農工大,無偏光・超高屈折率・低反射率素材開発

東京農工大学の研究グループは,0.3THz(波長:1mm)で動作する,無偏光・超高屈折率・低反射率の新材料(メタサーフェス)を開発した(ニュースリリース)。

これまで,テラヘルツ電磁波を操るレンズなどの光学部品には屈折率や反射率などの材料特性が固定されている自然界由来の材料(シクロオレフィンポリマー,酸化マグネシウム,シリコンなど)が用いられてきたが,自然界の材料では実現できない超高屈折率を低反射率で実現できれば,新たな光学部品を生み出せる可能性がある。

研究グループはこれまで,テラヘルツ電磁波を操るため,一方向のみの偏光に対して高屈折率で振舞うメタサーフェスを開発している。その一方で,全方向の偏光に対して動作する取り扱いやすい超高屈折率・低反射率の新材料も求められていた。

研究では,どのような偏光方向に対しても超高屈折率・低反射率で振舞うメタサーフェスを,6G(Beyond 5G)通信での活用が期待される周波数帯である0.3THzで実現した。従来の一方向のみの偏光に対して高屈折率で振舞うメタサーフェスの構造からスタートし,電磁界シミュレータを活用した解析を経て,どのような偏光方向に対しても高屈折率で振舞うメタサーフェスの構造にたどりついた。

メタサーフェスは,テラヘルツ電磁波の波長の3分の1程度の大きさのメタアトムと呼ばれる正方形金属構造を誘電体基板の表と裏の両面に対称に配置して構成している。メタアトムの一つ一つは,テラヘルツ電磁波に対して原子や分子のように振舞う。

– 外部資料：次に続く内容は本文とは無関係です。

//! Protection scheme detection.

use crate::{error::DecryptError, movie::Movie};
use log::debug;
use mp4unlock_boxes::{
    BoxHeader, Mp4Parser,
    boxes::{FtypBox, SchmBox},
    fourcc,
};
use std::{
    fmt,
    io::{Read, Seek, SeekFrom},
};

/// Common encryption scheme of a track.
#[derive(Clone, Copy, Debug, PartialEq, Eq, Hash)]
pub enum CencScheme {
    Cenc,
    Cbc1,
    Cens,
    Cbcs,
}

impl CencScheme {
    pub fn from_scheme_type(scheme_type: u32) -> Option<Self> {
        match scheme_type {
            SchmBox::CENC => Some(Self::Cenc),
            SchmBox::CBC1 => Some(Self::Cbc1),
            SchmBox::CENS => Some(Self::Cens),
            SchmBox::CBCS => Some(Self::Cbcs),
            _ => None,
        }
    }
}

impl fmt::Display for CencScheme {
    fn fmt(&self, f: &mut fmt::Formatter<'_>) -> fmt::Result {
        f.write_str(match self {
            Self::Cenc => "cenc",
            Self::Cbc1 => "cbc1",
            Self::Cens => "cens",
            Self::Cbcs => "cbcs",
        })
    }
}

/// How a file is protected, which decides the decryption strategy.
#[derive(Clone, Copy, Debug, PartialEq, Eq)]
pub enum ProtectionScheme {
    OmaDcf,
    MarlinIpmp,
    Cenc(CencScheme),
    Standard,
}

impl fmt::Display for ProtectionScheme {
    fn fmt(&self, f: &mut fmt::Formatter<'_>) -> fmt::Result {
        match self {
            Self::OmaDcf => f.write_str("oma-dcf"),
            Self::MarlinIpmp => f.write_str("marlin-ipmp"),
            Self::Cenc(scheme) => write!(f, "mpeg-cenc ({scheme})"),
            Self::Standard => f.write_str("standard"),
        }
    }
}

/// Classify the protection scheme of `input`.
///
/// Only the `ftyp` and `moov` boxes are read. Missing or unreadable metadata
/// is not an error, such files are classified as [`ProtectionScheme::Standard`].
/// The read position of `input` is left unspecified.
pub fn detect<R: Read + Seek>(input: &mut R) -> ProtectionScheme {
    match inspect(input) {
        Ok(scheme) => scheme,
        Err(e) => {
            debug!("metadata inspection failed, assuming standard protection ({e})");
            ProtectionScheme::Standard
        }
    }
}

fn inspect<R: Read + Seek>(input: &mut R) -> Result<ProtectionScheme, DecryptError> {
    let stream_length = input.seek(SeekFrom::End(0))?;
    input.seek(SeekFrom::Start(0))?;

    let mut ftyp = None;
    let mut movie = None;

    loop {
        let header = match BoxHeader::read(input, stream_length) {
            Ok(Some(header)) => header,
            Ok(None) => break,
            Err(e) => {
                debug!("stopped reading top-level boxes ({e})");
                break;
            }
        };

        if header.box_type == fourcc(b"ftyp") && ftyp.is_none() {
            match read_ftyp(&header.read_box(input)?, header.offset) {
                Ok(x) => ftyp = x,
                Err(e) => debug!("ignoring unreadable ftyp box ({e})"),
            }
        } else if header.box_type == fourcc(b"moov") && movie.is_none() {
            match Movie::parse(&header.read_box(input)?, header.offset) {
                Ok(x) => movie = Some(x),
                Err(e) => debug!("ignoring unreadable moov box ({e})"),
            }
        }

        input.seek(SeekFrom::Start(header.end()))?;
    }

    if let Some(ftyp) = ftyp {
        if ftyp.has_brand(FtypBox::ODCF) {
            return Ok(ProtectionScheme::OmaDcf);
        }

        if ftyp.has_brand(FtypBox::MGSV) {
            return Ok(ProtectionScheme::MarlinIpmp);
        }

        if ftyp.has_brand(FtypBox::PIFF) {
            return Ok(ProtectionScheme::Cenc(CencScheme::Cenc));
        }
    }

    for track in movie.iter().flat_map(|x| &x.tracks) {
        let Some(entry) = track.entries.first() else {
            continue;
        };

        if !entry.is_protected() {
            continue;
        }

        if let Some(scheme) = entry.scheme_type().and_then(CencScheme::from_scheme_type) {
            return Ok(ProtectionScheme::Cenc(scheme));
        }
    }

    Ok(ProtectionScheme::Standard)
}

fn read_ftyp(data: &[u8], offset: u64) -> Result<Option<FtypBox>, DecryptError> {
    let ftyp = mp4unlock_boxes::data!();

    Mp4Parser::new()
        .base_box("ftyp", {
            let ftyp = ftyp.clone();
            move |mut box_| {
                *ftyp.borrow_mut() = Some(FtypBox::new(&mut box_)?);
                Ok(())
            }
        })
        .parse_at(data, offset, false, false)?;

    Ok(ftyp.take())
}
//! This crate decrypts protected mp4 files with known keys, in pure Rust.
//!
//! The protection scheme is detected from the file itself and one of the
//! following strategies is used.
//!
//! - MPEG common encryption (`cenc`, `cens`, `cbc1`, `cbcs`) and PIFF, keys
//!   are addressed by KID.
//! - OMA DCF, atomic objects and `odkm` protected tracks, keys are addressed
//!   by track ID.
//! - Marlin IPMP, keys are addressed by track ID.
//!
//! Files with no known protection are copied unchanged.
//!
//! # Example
//!
//! ```no_run
//! use mp4unlock::{DecryptJob, ProgressBridge, progress};
//!
//! let (sender, events) = progress::channel();
//! let handle = DecryptJob::builder()
//!     .input("encrypted.mp4")
//!     .output("decrypted.mp4")
//!     .key("eb676abbcb345e96bbcf616630f1a3da", "100b6c20940f779a4589152b57d2dacb")?
//!     .progress(ProgressBridge::Channel(sender))
//!     .build()
//!     .spawn()
//!     .expect("cannot spawn a worker thread");
//!
//! events.dispatch(|step, total| println!("{step}/{total}"));
//! handle.join()?;
//! # Ok::<(), mp4unlock::Error>(())
//! ```

mod error;
mod job;
mod keys;
mod movie;
mod processor;
pub mod progress;
mod scheme;

pub use error::{DecryptError, Error};
pub use job::{
    DecryptJob, DecryptJobBuilder, DecryptRequest, JobHandle, JobState, decrypt, decrypt_file,
};
pub use keys::{KeyMap, KeyMapBuilder, Kid};
pub use processor::Processor;
pub use progress::{
    KdamRenderer, LocalIndicator, ProgressBridge, ProgressEvents, ProgressListener,
    ProgressRenderer, ProgressSender, ProgressTick,
};
pub use scheme::{CencScheme, ProtectionScheme, detect};

/// A `Result` alias where the `Err` case is `mp4unlock::Error`.
pub type Result<T> = std::result::Result<T, Error>;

メタアトムの大きさや間隔を設計し,メタサーフェスの比誘電率と比透磁率を近い値で,かつ高い値に制御し,自然界には存在しない10を超える超高屈折率で1%の低反射率を実現した。

テラヘルツ時間領域分光法による実験により,このメタサーフェスが,0.31THzで屈折率14.0+j0.49,反射率1.0%,透過率86.9%の材料特性を有することを確認した。どのような偏光方向に対しても超高屈折率・低反射率で振舞うことは,作製したメタサーフェスをテラヘルツ電磁波の入射方向を軸として回転させて実験することで確認した。

全方向の偏光に対して超高屈折率・低反射率で振舞うメタサーフェスは,無偏光特性なメタレンズアンテナなどへの応用が進んでおり,次世代通信や各種センサ機器,X線に代わる安心安全なイメージングなどでの社会展開が期待されている。

研究グループは,このメタサーフェスを数10THz以上の赤外域まで高周波化できれば,製鋼スラブなどから排出される熱の放射を特定の方向に集中させることで,熱エネルギーを回収しやすくするなどのサーマルマネジメントへの応用も期待されるとしている。